--- What is required ---
Could you filter the records below down to the lines that include the word "Copy"?

START Available data

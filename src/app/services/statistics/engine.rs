//! Statistics functions over views and their groups

use std::collections::BTreeMap;

use chrono::NaiveDate;
use serde::Serialize;

use super::aggregates::{mean, mean_and_std_dev, sample_std_dev};
use crate::app::services::query::EntryView;
use crate::constants::{HBA1C_MEAN_OFFSET, HBA1C_MEAN_SCALE, HOURS_PER_DAY};

/// Estimated HbA1c from the mean glucose of a view
///
/// Uses the linear estimate of Nathan et al. 2008, `(mean + 46.7) / 28.7`.
/// The caller is expected to pre-filter the view to the clinically relevant
/// window (90 days). `None` when the view holds no glucose readings.
pub fn estimated_hba1c(view: &EntryView) -> Option<f64> {
    mean(&view.glucose_values()).map(|mean| (mean + HBA1C_MEAN_OFFSET) / HBA1C_MEAN_SCALE)
}

/// Glucose reading counts below, inside and above a target range
#[derive(Debug, Clone, Copy, Default, PartialEq, Eq, Serialize)]
pub struct RangeCounts {
    /// Readings strictly below the lower bound
    pub below: usize,
    /// Readings in the half-open `[lower, upper)` band
    pub in_range: usize,
    /// Readings at or above the upper bound
    pub above: usize,
}

impl RangeCounts {
    /// Total number of counted readings
    pub fn total(&self) -> usize {
        self.below + self.in_range + self.above
    }

    /// Percentages (below, in range, above), `None` without readings
    pub fn percentages(&self) -> Option<(f64, f64, f64)> {
        let total = self.total();
        if total == 0 {
            return None;
        }

        let pct = |count: usize| count as f64 * 100.0 / total as f64;
        Some((pct(self.below), pct(self.in_range), pct(self.above)))
    }
}

/// Count defined glucose readings of a view against a target range
pub fn time_in_range(view: &EntryView, lower: i32, upper: i32) -> RangeCounts {
    let mut counts = RangeCounts::default();

    for glucose in view.iter().filter_map(|entry| entry.glucose) {
        if glucose < lower {
            counts.below += 1;
        } else if glucose < upper {
            counts.in_range += 1;
        } else {
            counts.above += 1;
        }
    }

    counts
}

/// Entry counts across a grouped view
#[derive(Debug, Clone, PartialEq)]
pub struct GroupCountStats {
    /// Total entries across all groups
    pub total: usize,
    /// Mean entries per group, `None` without groups
    pub mean: Option<f64>,
    /// Sample standard deviation of per-group counts, `None` below two groups
    pub std_dev: Option<f64>,
}

/// Per-group entry counts and their spread (used for entries per day)
pub fn entry_count_stats<K: Ord>(groups: &BTreeMap<K, EntryView<'_>>) -> GroupCountStats {
    let counts: Vec<f64> = groups.values().map(|group| group.len() as f64).collect();
    let (mean, std_dev) = mean_and_std_dev(&counts);

    GroupCountStats {
        total: counts.iter().sum::<f64>() as usize,
        mean,
        std_dev,
    }
}

/// Daily fast-acting insulin use
#[derive(Debug, Clone, PartialEq)]
pub struct DailyInsulinStats {
    /// Mean of the per-day fast insulin sums, `None` without days
    pub mean: Option<f64>,
    /// Sample standard deviation of the per-day sums, `None` below two days
    pub std_dev: Option<f64>,
}

/// Sum fast insulin per day, then aggregate across days
pub fn daily_fast_insulin(by_day: &BTreeMap<NaiveDate, EntryView<'_>>) -> DailyInsulinStats {
    let daily_sums: Vec<f64> = by_day
        .values()
        .map(|day| {
            day.iter()
                .map(|entry| f64::from(entry.fast_insulin()))
                .sum()
        })
        .collect();

    let (mean, std_dev) = mean_and_std_dev(&daily_sums);
    DailyInsulinStats { mean, std_dev }
}

/// Mean and spread of glucose for one hour of the day
#[derive(Debug, Clone, Copy, PartialEq, Serialize)]
pub struct HourlyGlucose {
    /// Hour of the day (0-23)
    pub hour: u32,
    /// Mean glucose of the hour, 0.0 without readings
    pub mean: f64,
    /// Sample standard deviation of the hour, 0.0 without spread
    pub std_dev: f64,
}

/// Mean and standard deviation of glucose for each hour of the day
///
/// Always returns exactly 24 rows, hours 0 through 23 in order; the report
/// consumers rely on the fixed length, so hours without readings carry zeros
/// rather than being omitted.
pub fn glucose_by_hour(view: &EntryView) -> Vec<HourlyGlucose> {
    let by_hour = view.group_by_hour();

    (0..HOURS_PER_DAY as u32)
        .map(|hour| {
            let values = by_hour
                .get(&hour)
                .map(|group| group.glucose_values())
                .unwrap_or_default();

            HourlyGlucose {
                hour,
                mean: mean(&values).unwrap_or(0.0),
                std_dev: sample_std_dev(&values).unwrap_or(0.0),
            }
        })
        .collect()
}

/// Time-in-range counts for each hour of the day
///
/// Fixed 24-element series like [`glucose_by_hour`]; hours without readings
/// carry zero counts.
pub fn time_in_range_by_hour(view: &EntryView, lower: i32, upper: i32) -> Vec<RangeCounts> {
    let by_hour = view.group_by_hour();

    (0..HOURS_PER_DAY as u32)
        .map(|hour| {
            by_hour
                .get(&hour)
                .map(|group| time_in_range(group, lower, upper))
                .unwrap_or_default()
        })
        .collect()
}
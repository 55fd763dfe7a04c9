//! Filtering and grouping over the parsed record set
//!
//! The parse result is an immutable [`RecordSet`]; all querying happens on
//! [`EntryView`] values borrowed from it. A view is a plain vector of entry
//! references, so every filter consumes the view and returns the narrowed
//! one, composing left-to-right without any shared mutable state:
//!
//! ```rust
//! use diaguard_processor::app::services::query::{NumericField, RecordSet};
//!
//! # fn example(record_set: &RecordSet) {
//! let recent_lows = record_set
//!     .view()
//!     .last_days(30)
//!     .range(NumericField::Glucose, 0.0, 70.0);
//! # let _ = recent_lows;
//! # }
//! ```
//!
//! "Resetting" a chain is simply taking a fresh `view()` from the record set.
//!
//! ## Components
//!
//! - [`fields`] - Numeric column selector for range filters
//! - [`view`] - The record set and the filter pipeline
//! - [`grouping`] - Hour / calendar-day / weekday partitions

pub mod fields;
pub mod grouping;
pub mod view;

#[cfg(test)]
pub mod tests;

// Re-export main types for easy access
pub use fields::NumericField;
pub use grouping::WEEKDAY_NAMES;
pub use view::{EntryView, RecordSet};
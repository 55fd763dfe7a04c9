use clap::Parser;
use diaguard_processor::cli::{args::Args, commands};
use std::process;

fn main() {
    // Parse command line arguments
    let args = Args::parse();

    // If no subcommand was provided, show help and available commands
    if args.command.is_none() {
        show_help_and_commands();
        process::exit(0);
    }

    match commands::run(args) {
        Ok(()) => {
            process::exit(0);
        }
        Err(error) => {
            eprintln!("Error: {:#}", error);
            process::exit(1);
        }
    }
}

/// Show help information and available commands when no subcommand is provided
fn show_help_and_commands() {
    println!("Diaguard Processor - Diabetes Diary Report Generator");
    println!("====================================================");
    println!();
    println!("Parse Diaguard diabetes diary backups and compute clinical statistics:");
    println!("estimated HbA1c, time in range, daily insulin use, and glucose-by-hour.");
    println!();
    println!("USAGE:");
    println!("    diaguard-processor <COMMAND> [OPTIONS]");
    println!();
    println!("COMMANDS:");
    println!("    report      Compute and render a statistics report (main command)");
    println!("    foods       List the food catalog defined in a backup");
    println!("    help        Show this help message or help for specific commands");
    println!();
    println!("OPTIONS:");
    println!("    -h, --help       Show help information");
    println!("    -V, --version    Show version information");
    println!();
    println!("EXAMPLES:");
    println!("    # Text report from a backup file:");
    println!("    diaguard-processor report --input diaguard.csv");
    println!();
    println!("    # JSON report from stdin, written to a file:");
    println!("    diaguard-processor report --format json --output report.json < diaguard.csv");
    println!();
    println!("    # Custom target range and statistics window:");
    println!("    diaguard-processor report -i diaguard.csv --range-lower 80 \\");
    println!("                              --range-upper 160 --stats-window 30");
    println!();
    println!("    # List foods defined in a backup:");
    println!("    diaguard-processor foods --input diaguard.csv");
    println!();
    println!("For detailed help on any command, use:");
    println!("    diaguard-processor <COMMAND> --help");
}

END Available data

--- Exercise solution ---
#[derive(Debug, Clone, Copy, Default, PartialEq, Eq, Serialize)]
#[derive(Debug, Clone, Copy, PartialEq, Serialize)]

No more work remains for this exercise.